December 6, 2006

"For this we waited nine months?"

Excerpting Bill Kristol and Robert Kagan. (ellipsis mine)

...after nine months of deliberation and an unprecedented build-up of expectations that these sages would produce some brilliant, original answer to the Iraq conundrum, the study group's recommendations turn out to be a pallid and muddled reiteration of what most Democrats, many Republicans, and even Donald Rumsfeld and senior military officials have been saying for almost two years. Thus, according to at least six separate commission sources sent out to pre-spin the press, the Baker-Hamilton report will call for a gradual and partial withdrawal of American forces in Iraq, to begin at a time unspecified and to be completed by a time unspecified. The goal will be to hand over responsibility for security in Iraq to the Iraqis themselves as soon as this is feasible, and to shift the American role to training rather than fighting the insurgency and providing security. The decision of how far, how fast, and even whether to withdraw will rest with military commanders in Iraq, who will base their determination on how well prepared the Iraqis are to take over. Even after the withdrawal, the study group envisions keeping at least 70,000 American troops in Iraq for years to come.

To say that this is not a new idea is an understatement...

...One of the more striking aspects of the Iraq Study Group's report is that these recommendations are clearly not anyone's idea of the right plan. As the New York Times put it, they represent "a compromise between distinct paths that the group has debated since March." One commission source declared, "We reached a consensus, which in itself is remarkable." "Everyone felt good about where we ended up," said another. We're happy for them. But reaching consensus among the 10 members of the group was presumably not the primary goal of this exercise. The idea was to provide usable advice for the Bush administration that would help it move toward an acceptable outcome in Iraq. In that, the commission has failed...

...It's not as if the Baker commission has accomplished nothing, however. Although its recommendations will have no effect on American policy going forward, they have already had a very damaging effect throughout the world, and especially in the Middle East and in Iraq. For the Iraq Study Group, aided by supportive American media, has successfully conveyed the impression to everyone at home and abroad that the United States is about to withdraw from Iraq. This has weakened American allies and strengthened American enemies. It has exacerbated the problems in Iraq, as all the various factions in that country begin to prepare for the "inevitable" American retreat. Now it will require enormous efforts by the president and his advisers to dispel the disastrous impression that the Baker commission has quite deliberately created and will continue to foster in the weeks ahead. At home and abroad, people have been led to believe that Jim Baker and not the president was going to call the shots in Iraq from now on.

Happily, that is not the case.

See also today's BOTW with Taranto commenting on the ISG suggestion that one pre-condition of our success in Iraq is solving the Arab-Israeli dispute. Oh, is that all?

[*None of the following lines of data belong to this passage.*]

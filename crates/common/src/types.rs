//! Session and campaign records.

use std::{fmt, str::FromStr};

use {
    chrono::{DateTime, Utc},
    serde::{Deserialize, Serialize},
};

/// Lifecycle state of an account's connection.
#[derive(Debug, Clone, Copy, PartialEq, Eq, Hash, Default, Serialize, Deserialize)]
#[serde(rename_all = "snake_case")]
pub enum SessionStatus {
    #[default]
    Uninitialized,
    Initializing,
    WaitingPairing,
    Connected,
    Disconnected,
    LoggedOut,
}

impl SessionStatus {
    pub fn as_str(&self) -> &'static str {
        match self {
            Self::Uninitialized => "uninitialized",
            Self::Initializing => "initializing",
            Self::WaitingPairing => "waiting_pairing",
            Self::Connected => "connected",
            Self::Disconnected => "disconnected",
            Self::LoggedOut => "logged_out",
        }
    }
}

impl fmt::Display for SessionStatus {
    fn fmt(&self, f: &mut fmt::Formatter<'_>) -> fmt::Result {
        f.write_str(self.as_str())
    }
}

impl FromStr for SessionStatus {
    type Err = InvalidRecord;

    fn from_str(s: &str) -> Result<Self, Self::Err> {
        match s {
            "uninitialized" => Ok(Self::Uninitialized),
            "initializing" => Ok(Self::Initializing),
            // Older rows written by the node engine used `waiting_qr`.
            "waiting_pairing" | "waiting_qr" => Ok(Self::WaitingPairing),
            "connected" => Ok(Self::Connected),
            "disconnected" => Ok(Self::Disconnected),
            "logged_out" => Ok(Self::LoggedOut),
            other => Err(InvalidRecord(format!("unknown session status: {other}"))),
        }
    }
}

/// A record that violates the session or campaign invariants.
#[derive(Debug, Clone, PartialEq, Eq, thiserror::Error)]
#[error("invalid record: {0}")]
pub struct InvalidRecord(pub String);

/// Persisted view of one account's session.
///
/// Fields are private so the pairing code can only exist while waiting for a
/// scan and the identity only while connected.
#[derive(Debug, Clone, PartialEq, Eq, Serialize)]
pub struct SessionRecord {
    account_id: String,
    status: SessionStatus,
    pairing_code: Option<String>,
    identity: Option<String>,
    updated_at: DateTime<Utc>,
}

impl SessionRecord {
    fn with_status(account_id: &str, status: SessionStatus) -> Self {
        Self {
            account_id: account_id.to_string(),
            status,
            pairing_code: None,
            identity: None,
            updated_at: Utc::now(),
        }
    }

    pub fn uninitialized(account_id: &str) -> Self {
        Self::with_status(account_id, SessionStatus::Uninitialized)
    }

    pub fn initializing(account_id: &str) -> Self {
        Self::with_status(account_id, SessionStatus::Initializing)
    }

    pub fn waiting_pairing(account_id: &str, pairing_code: impl Into<String>) -> Self {
        Self {
            pairing_code: Some(pairing_code.into()),
            ..Self::with_status(account_id, SessionStatus::WaitingPairing)
        }
    }

    pub fn connected(account_id: &str, identity: impl Into<String>) -> Self {
        Self {
            identity: Some(identity.into()),
            ..Self::with_status(account_id, SessionStatus::Connected)
        }
    }

    pub fn disconnected(account_id: &str) -> Self {
        Self::with_status(account_id, SessionStatus::Disconnected)
    }

    pub fn logged_out(account_id: &str) -> Self {
        Self::with_status(account_id, SessionStatus::LoggedOut)
    }

    /// Rebuild a record read back from storage, rejecting rows that break
    /// the pairing-code or identity invariants.
    pub fn restore(
        account_id: String,
        status: SessionStatus,
        pairing_code: Option<String>,
        identity: Option<String>,
        updated_at: DateTime<Utc>,
    ) -> Result<Self, InvalidRecord> {
        if pairing_code.is_some() && status != SessionStatus::WaitingPairing {
            return Err(InvalidRecord(format!(
                "session {account_id}: pairing code present in status {status}"
            )));
        }
        if identity.is_some() != (status == SessionStatus::Connected) {
            return Err(InvalidRecord(format!(
                "session {account_id}: identity must be set iff connected (status {status})"
            )));
        }
        Ok(Self {
            account_id,
            status,
            pairing_code,
            identity,
            updated_at,
        })
    }

    pub fn account_id(&self) -> &str {
        &self.account_id
    }

    pub fn status(&self) -> SessionStatus {
        self.status
    }

    pub fn pairing_code(&self) -> Option<&str> {
        self.pairing_code.as_deref()
    }

    pub fn identity(&self) -> Option<&str> {
        self.identity.as_deref()
    }

    pub fn updated_at(&self) -> DateTime<Utc> {
        self.updated_at
    }
}

/// Delivery state of a campaign.
#[derive(Debug, Clone, Copy, PartialEq, Eq, Hash, Serialize, Deserialize)]
#[serde(rename_all = "snake_case")]
pub enum CampaignStatus {
    Pending,
    Scheduled,
    Processing,
    Completed,
    Failed,
}

impl CampaignStatus {
    pub fn as_str(&self) -> &'static str {
        match self {
            Self::Pending => "pending",
            Self::Scheduled => "scheduled",
            Self::Processing => "processing",
            Self::Completed => "completed",
            Self::Failed => "failed",
        }
    }

    /// Completed and Failed campaigns are never touched again.
    pub fn is_terminal(&self) -> bool {
        matches!(self, Self::Completed | Self::Failed)
    }
}

impl fmt::Display for CampaignStatus {
    fn fmt(&self, f: &mut fmt::Formatter<'_>) -> fmt::Result {
        f.write_str(self.as_str())
    }
}

impl FromStr for CampaignStatus {
    type Err = InvalidRecord;

    fn from_str(s: &str) -> Result<Self, Self::Err> {
        match s {
            "pending" => Ok(Self::Pending),
            "scheduled" => Ok(Self::Scheduled),
            "processing" => Ok(Self::Processing),
            "completed" => Ok(Self::Completed),
            "failed" => Ok(Self::Failed),
            other => Err(InvalidRecord(format!("unknown campaign status: {other}"))),
        }
    }
}

/// A bulk-send job.
///
/// `recipients` keeps the descriptors exactly as submitted (an array, or a
/// string holding a JSON array); the worker parses them when it claims the
/// campaign.
#[derive(Debug, Clone, PartialEq, Serialize, Deserialize)]
pub struct Campaign {
    pub id: String,
    pub account_id: String,
    pub recipients: serde_json::Value,
    pub body: String,
    #[serde(default, skip_serializing_if = "Option::is_none")]
    pub media_ref: Option<String>,
    pub pacing_ms: u64,
    #[serde(default, skip_serializing_if = "Option::is_none")]
    pub schedule_at: Option<DateTime<Utc>>,
    pub status: CampaignStatus,
    #[serde(default)]
    pub sent_count: u32,
    #[serde(default)]
    pub failed_count: u32,
    #[serde(default)]
    pub progress: u8,
    #[serde(default, skip_serializing_if = "Option::is_none")]
    pub started_at: Option<DateTime<Utc>>,
    #[serde(default, skip_serializing_if = "Option::is_none")]
    pub completed_at: Option<DateTime<Utc>>,
    #[serde(default, skip_serializing_if = "Option::is_none")]
    pub last_error: Option<String>,
    pub created_at: DateTime<Utc>,
}

impl Campaign {
    /// Number of recipients already attempted. Delivery resumes from here.
    pub fn attempted(&self) -> usize {
        (self.sent_count + self.failed_count) as usize
    }
}

/// Kind of media attached to an outbound message.
#[derive(Debug, Clone, Copy, PartialEq, Eq, Serialize, Deserialize)]
#[serde(rename_all = "snake_case")]
pub enum MediaKind {
    Image,
    Video,
    Audio,
    Document,
}

impl MediaKind {
    pub fn as_str(&self) -> &'static str {
        match self {
            Self::Image => "image",
            Self::Video => "video",
            Self::Audio => "audio",
            Self::Document => "document",
        }
    }
}

/// Media reference sent alongside (or instead of) the text body.
#[derive(Debug, Clone, PartialEq, Eq, Serialize, Deserialize)]
pub struct MediaRef {
    pub url: String,
    pub kind: MediaKind,
}

impl MediaRef {
    /// Build a reference, inferring the kind from the URL's file extension.
    pub fn from_url(url: impl Into<String>) -> Self {
        let url = url.into();
        let path = url.split(['?', '#']).next().unwrap_or_default();
        let file = path.rsplit('/').next().unwrap_or_default();
        let ext = file
            .rsplit_once('.')
            .map(|(_, ext)| ext.to_ascii_lowercase())
            .unwrap_or_default();
        let kind = match ext.as_str() {
            "jpg" | "jpeg" | "png" | "webp" | "gif" => MediaKind::Image,
            "mp4" | "mov" | "3gp" | "webm" => MediaKind::Video,
            "mp3" | "ogg" | "opus" | "m4a" | "aac" | "wav" => MediaKind::Audio,
            _ => MediaKind::Document,
        };
        Self { url, kind }
    }
}

#[cfg(test)]
#[allow(clippy::unwrap_used)]
mod tests {
    use super::*;

    #[test]
    fn pairing_code_only_while_waiting() {
        let waiting = SessionRecord::waiting_pairing("u1", "2@abc");
        assert_eq!(waiting.pairing_code(), Some("2@abc"));
        assert!(waiting.identity().is_none());

        let connected = SessionRecord::connected("u1", "15551234567");
        assert!(connected.pairing_code().is_none());
        assert_eq!(connected.identity(), Some("15551234567"));
    }

    #[test]
    fn restore_rejects_broken_rows() {
        let now = Utc::now();
        assert!(
            SessionRecord::restore(
                "u1".into(),
                SessionStatus::Connected,
                Some("code".into()),
                Some("1555".into()),
                now,
            )
            .is_err()
        );
        assert!(
            SessionRecord::restore("u1".into(), SessionStatus::Connected, None, None, now)
                .is_err()
        );
        assert!(
            SessionRecord::restore(
                "u1".into(),
                SessionStatus::Disconnected,
                None,
                Some("1555".into()),
                now,
            )
            .is_err()
        );
        let ok = SessionRecord::restore(
            "u1".into(),
            SessionStatus::WaitingPairing,
            Some("code".into()),
            None,
            now,
        )
        .unwrap();
        assert_eq!(ok.status(), SessionStatus::WaitingPairing);
    }

    #[test]
    fn legacy_waiting_qr_status_parses() {
        assert_eq!(
            "waiting_qr".parse::<SessionStatus>().unwrap(),
            SessionStatus::WaitingPairing
        );
        assert!("bogus".parse::<SessionStatus>().is_err());
    }

    #[test]
    fn media_kind_from_extension() {
        assert_eq!(
            MediaRef::from_url("https://cdn.example.com/promo.JPG?sig=1").kind,
            MediaKind::Image
        );
        assert_eq!(
            MediaRef::from_url("https://cdn.example.com/clip.mp4").kind,
            MediaKind::Video
        );
        assert_eq!(
            MediaRef::from_url("https://cdn.example.com/voice.ogg").kind,
            MediaKind::Audio
        );
        assert_eq!(
            MediaRef::from_url("https://cdn.example.com/price-list.pdf").kind,
            MediaKind::Document
        );
        assert_eq!(
            MediaRef::from_url("https://cdn.example.com/download").kind,
            MediaKind::Document
        );
    }
}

The ISG's recommendations are thought to reflect the foreign-policy school known as "realism"--that is, the belief that nations act in their own interests and that it is folly to expect them to do otherwise. But one of the ISG's recommendations shows why this concept is too simplistic:

The United States will not be able to achieve its goals in the Middle East unless the United States deals directly with the Arab-Israeli conflict.

There must be a renewed and sustained commitment by the United States to a comprehensive Arab-Israeli peace on all fronts: Lebanon, Syria, and President Bush's June 2002 commitment to a two-state solution for Israel and Palestine.

The U.S. has tried for decades to resolve the Israeli-Arab problem, and the results have been either meager (peace treaties with Egypt and Jordan) or execrable (a terrorist regime in the Palestinian Authority). Why is it "realistic" to think that more of the same will magically transform the region now?

Self-evidently it is not. In truth, the so-called realists make two unrealistic assumptions. The first is unrealistic even by their own lights: that Arab nations, far from being concerned only with their own interests, have a sentimental attachment to the Palestinian cause.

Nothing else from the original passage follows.